Ana sofreu os efeitos da repressão no período da ditadura civil-militar no Brasil. Chegou a ser presa e foi demitida do banco em que trabalhava em 1979, enquadrada na Lei de Segurança Nacional, por ter participado da greve dos bancários. Mesmo com a comprovação de que foi perseguida e perdeu seu emprego no período, a servidora ainda não foi anistiada.

“Acho que este governo é consequência de não termos feito ajuste de contas com a ditadura. O Brasil não foi até o fim, derrubamos a ditadura, mas a luta pela reparação não foi feita até o fim. Temos que seguir nesta luta, e mais ainda porque hoje temos um governo com um peso dos militares muito grande e isso é sempre uma ameaça de retrocesso, aos direitos civis e às liberdades democráticas”, afirma Ana.

Joel Teixeira

Também servidor aposentado da Justiça Federal, Joel de Andrade Teixeira é outro colega que perdeu o emprego naquele período. O aposentado era funcionário da companhia aérea Transbrasil e militante do PCB, e foi demitido no mesmo dia em que foi preso, 16 de abril de 1975, e levado para o centro de torturas instalado no DOI-Codi (Destacamento de Operações de Informação – Centro de Operações de Defesa Interna). Lá, Joel conta que sofreu “todas as torturas possíveis” nos dias em que esteve detido. Atualmente, o servidor é um dos 4.300 brasileiros anistiados.

Joel recebeu um pedido de perdão do Estado brasileiro por todas as atrocidades e perseguição política pelas quais passou nos anos da ditadura. No entanto,  afirma que ainda há muito a percorrer no caminho em busca da verdade e justiça. “A Comissão da Verdade cumpriu um papel importante, mas ainda há muito o que fazer em prol daqueles que foram torturados e para dar respostas às famílias dos que foram mortos e até hoje não foram descobertos [os locais de sepultamento]”, afirmou Joel Teixeira.

“Esperamos que esta data seja sempre mais um momento de união para restabelecer os direitos civis dos que lutaram pelo fim da ditadura, e principalmente punir os torturadores e os que participaram do regime de ditadura civil-militar”, finalizou Ana Luiza Figueiredo.

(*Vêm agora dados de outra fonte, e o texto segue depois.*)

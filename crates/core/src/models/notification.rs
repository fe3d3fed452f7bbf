//! In-app notifications.

use chrono::{DateTime, Utc};
use serde::{Deserialize, Serialize};

use crate::types::timestamp;
use crate::{NotificationId, NotificationKind, UserId};

/// A notification shown in the header dropdown.
#[derive(Debug, Clone, PartialEq, Eq, Serialize, Deserialize)]
pub struct Notification {
    pub id: NotificationId,
    #[serde(default)]
    pub user_id: Option<UserId>,
    pub title: String,
    pub message: String,
    #[serde(rename = "type", default)]
    pub kind: NotificationKind,
    #[serde(default)]
    pub read: bool,
    #[serde(default, with = "timestamp::option")]
    pub created_at: Option<DateTime<Utc>>,
}

/// Count of notifications not yet read.
#[must_use]
pub fn unread_count(notifications: &[Notification]) -> usize {
    notifications.iter().filter(|n| !n.read).count()
}

#[cfg(test)]
#[allow(clippy::unwrap_used)]
mod tests {
    use super::*;

    #[test]
    fn test_type_field_maps_to_kind() {
        let list: Vec<Notification> = serde_json::from_value(serde_json::json!([
            { "id": 1, "title": "Sold", "message": "Your Submariner sold", "type": "success", "read": false },
            { "id": 2, "title": "Hi", "message": "Welcome", "type": "info", "read": true }
        ]))
        .unwrap();

        assert_eq!(list[0].kind, NotificationKind::Success);
        assert_eq!(unread_count(&list), 1);
    }
}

A busca pela verdade e justiça sobre os crimes do regime ditatorial no Brasil já rendeu ao país ao menos três condenações internacionais. A mais recente deve-se à inércia do Estado em apurar as circunstâncias e responsabilidades do assassinato do jornalista Vladimir Herzog, também nas dependências do DOI-Codi, em 24 de outubro de 1975.